April 1st, 2009 · 4 Comments

I was ordering lunch at the local super market yesterday. The clerk was trying to confirm my order, but I had a hard time to understand what she said. She had a very heavy accent. In the end, she came out, and pointed to the items on the menu one by one to make sure I understood.

I was very patient, and smiling throughout the conversation. I knew how hard she was trying to communicate. I didn’t want her to feel bad.

I had been in her situation before. When my family just immigrated to the United States, I spoke very little English. I was very frustrated that people didn’t understand me. The worst was when people said "what?!", and simply dismissed what I said because they didn’t understand me due to my accent.

I was fortunate that I came to the United States at a young age, and was able to reduce my accent significantly. The funny thing is as I’m growing older, I’m less and less concerned about my accent.

In fact, I’m proud of my accent because it reminds me of where I come from. I’m proud of my heritage.

Let me tell you a story.

When I was a freshman at University of California at Berkeley, Chang-Lin Tien was the chancellor. In case you never heard about Chancellor Tien, he was born in China, and grew up in Taiwan. He finished his PhD in 24 months at Princeton University, and became a professor at UC Berkeley when he was 23 years old. When he was 26 years old, he became the youngest professor ever to receive UC Berkeley’s distinguish teaching award. He was an authority in thermal heat transfer. It was well documented that whenever NASA had any heat transfer related problems, the first person they call was Chang-Lin Tien. And he was the first Asian American who led a major research university.

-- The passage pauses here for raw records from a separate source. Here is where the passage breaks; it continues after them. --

//! `init` and `new`: project and migration file scaffolding

use chrono::{DateTime, Utc};
use docshift::migration::DEFAULT_EXTENSION;
use std::fs;
use std::io;
use std::path::{Path, PathBuf};

/// Name used when `new` is given no name
pub const DEFAULT_MIGRATION_NAME: &str = "migration";

/// Built-in migration template
///
/// Placeholders: `{{class_name}}` and `{{name}}`.
pub const DEFAULT_TEMPLATE: &str = r#"//! Migration: {{name}}

use docshift::executor::{Database, DocError};
use docshift::migration::Migration;

#[derive(Default)]
pub struct {{class_name}};

impl Migration for {{class_name}} {
    fn up(&self, db: &Database) -> Result<(), DocError> {
        let _ = db;
        Ok(())
    }

    fn down(&self, db: &Database) -> Result<(), DocError> {
        let _ = db;
        Ok(())
    }
}
"#;

const CONFIG_SKELETON: &str = r#"[migrate]
uri = "file://./data"
database = "docshift_dev"
collection = "migrations_changelog"
migrations_dir = "{{migrations_dir}}"
# file_ext = ".rs"
# operation_timeout_seconds = 60
# undo_all = "concurrent"   # or "reverse_sequential"

[migrate.options]
create_if_missing = true
pretty = false
"#;

#[derive(Debug, thiserror::Error)]
pub enum ScaffoldError {
    #[error("{path}: {source}")]
    Io {
        path: PathBuf,
        #[source]
        source: io::Error,
    },

    #[error("Configuration file already exists: {0}")]
    ConfigExists(PathBuf),

    #[error("Migration file already exists: {0}")]
    MigrationExists(PathBuf),

    #[error("Template file not found: {0}")]
    TemplateNotFound(PathBuf),
}

fn io_error(path: &Path) -> impl FnOnce(io::Error) -> ScaffoldError + '_ {
    move |source| ScaffoldError::Io {
        path: path.to_path_buf(),
        source,
    }
}

/// Create the migrations directory and a configuration skeleton
///
/// The directory may already exist; an existing configuration file is never
/// overwritten.
///
/// # Errors
///
/// Returns `ScaffoldError::ConfigExists` if `config_path` exists, or
/// `ScaffoldError::Io` on filesystem failures.
pub fn init(migrations_dir: &Path, config_path: &Path) -> Result<(), ScaffoldError> {
    if config_path.exists() {
        return Err(ScaffoldError::ConfigExists(config_path.to_path_buf()));
    }

    fs::create_dir_all(migrations_dir).map_err(io_error(migrations_dir))?;
    if let Some(parent) = config_path.parent().filter(|p| !p.as_os_str().is_empty()) {
        fs::create_dir_all(parent).map_err(io_error(parent))?;
    }

    let dir = migrations_dir.to_string_lossy().replace('\\', "/");
    fs::write(config_path, CONFIG_SKELETON.replace("{{migrations_dir}}", &dir))
        .map_err(io_error(config_path))?;
    Ok(())
}

/// Split on anything that is not alphanumeric and on lower-to-upper boundaries
fn words(name: &str) -> Vec<String> {
    let mut words = Vec::new();
    let mut current = String::new();
    let mut prev_lower = false;
    for c in name.chars() {
        if !c.is_alphanumeric() {
            if !current.is_empty() {
                words.push(std::mem::take(&mut current));
            }
            prev_lower = false;
            continue;
        }
        if c.is_uppercase() && prev_lower && !current.is_empty() {
            words.push(std::mem::take(&mut current));
        }
        prev_lower = c.is_lowercase() || c.is_ascii_digit();
        current.extend(c.to_lowercase());
    }
    if !current.is_empty() {
        words.push(current);
    }
    words
}

/// `"Add users index"` → `add_users_index`
#[must_use]
pub fn to_snake_case(name: &str) -> String {
    words(name).join("_")
}

/// `"add_users-index"` → `AddUsersIndex`
#[must_use]
pub fn to_camel_case(name: &str) -> String {
    words(name)
        .iter()
        .map(|w| {
            let mut chars = w.chars();
            match chars.next() {
                Some(first) => first.to_uppercase().chain(chars).collect::<String>(),
                None => String::new(),
            }
        })
        .collect()
}

fn timestamp(now: &DateTime<Utc>) -> String {
    now.format("%Y%m%d%H%M%S").to_string()
}

/// Class name for a new migration: camel-cased name plus its timestamp
///
/// The timestamp keeps class names unique across the directory even when two
/// migrations share a name.
#[must_use]
pub fn class_name(name: &str, now: &DateTime<Utc>) -> String {
    let camel = to_camel_case(name);
    let camel = if camel.is_empty() || camel.starts_with(|c: char| c.is_ascii_digit()) {
        format!("Migration{camel}")
    } else {
        camel
    };
    format!("{camel}{}", timestamp(now))
}

/// `<YYYYMMDDHHMMSS>_<snake_name><ext>`
#[must_use]
pub fn migration_file_name(name: &str, now: &DateTime<Utc>, extension: Option<&str>) -> String {
    let ext = extension.unwrap_or(DEFAULT_EXTENSION);
    let ext = ext.strip_prefix('.').unwrap_or(ext);
    let snake = to_snake_case(name);
    let snake = if snake.is_empty() {
        DEFAULT_MIGRATION_NAME.to_string()
    } else {
        snake
    };
    format!("{}_{}.{}", timestamp(now), snake, ext)
}

#[must_use]
pub fn render(template: &str, class_name: &str, name: &str) -> String {
    template
        .replace("{{class_name}}", class_name)
        .replace("{{name}}", name)
}

/// What `new` created
#[derive(Debug, Clone, PartialEq, Eq)]
pub struct NewMigration {
    pub path: PathBuf,
    pub class_name: String,
    pub name: String,
}

/// Options for [`create_migration`]
#[derive(Debug, Clone, Default)]
pub struct NewMigrationOptions<'a> {
    pub name: Option<&'a str>,
    pub template_file: Option<&'a Path>,
    pub extension: Option<&'a str>,
}

/// Write a new migration file into `migrations_dir`
///
/// A missing or blank name falls back to [`DEFAULT_MIGRATION_NAME`].
///
/// # Errors
///
/// Returns `ScaffoldError::TemplateNotFound` for a missing template,
/// `ScaffoldError::MigrationExists` if the target file exists, or
/// `ScaffoldError::Io` on filesystem failures.
pub fn create_migration(
    migrations_dir: &Path,
    options: &NewMigrationOptions<'_>,
    now: DateTime<Utc>,
) -> Result<NewMigration, ScaffoldError> {
    let name = options
        .name
        .map(str::trim)
        .filter(|n| !n.is_empty())
        .unwrap_or(DEFAULT_MIGRATION_NAME)
        .to_string();

    let template = match options.template_file {
        Some(path) if !path.exists() => {
            return Err(ScaffoldError::TemplateNotFound(path.to_path_buf()));
        }
        Some(path) => fs::read_to_string(path).map_err(io_error(path))?,
        None => DEFAULT_TEMPLATE.to_string(),
    };

    fs::create_dir_all(migrations_dir).map_err(io_error(migrations_dir))?;
    let path = migrations_dir.join(migration_file_name(&name, &now, options.extension));
    if path.exists() {
        return Err(ScaffoldError::MigrationExists(path));
    }

    let class_name = class_name(&name, &now);
    fs::write(&path, render(&template, &class_name, &name)).map_err(io_error(&path))?;
    log::debug!("Created migration {} ({})", path.display(), class_name);

    Ok(NewMigration {
        path,
        class_name,
        name,
    })
}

But, I was shocked when I heard Chancellor Tien speaking for the first time. He was born in the Chinese city of Wuhan. Although he had lived in the United States for 30+ years, he still spoke with a very heavy accent. I had to fully concentrate to understand what he said.

Later I learned that "Chancellor Tien was a naturalized U.S. citizen who said he was deeply grateful to be an American, but he also was proudly Chinese. When he became chancellor, he declined the suggestion from well-meaning supporters that he seek coaching to speak with less of an accent."

I was deeply moved by this story. Accent is not a liability. It shows where I came from. It’s my heritage.

Of course, anyone who speaks English with an accent should make sure people understand you. But, don’t feel bad about your accent. Be proud.

If you’re a native English speaker, don’t look down or make fun of people who speak with an accent. Let me ask you a simple question: can you speak their native languages as well as the way they speak English? ๐Ÿ™‚

By the way, there are plenty of successful people in America who speak with heavy accents. Have you ever heard Henry Kissinger speaking?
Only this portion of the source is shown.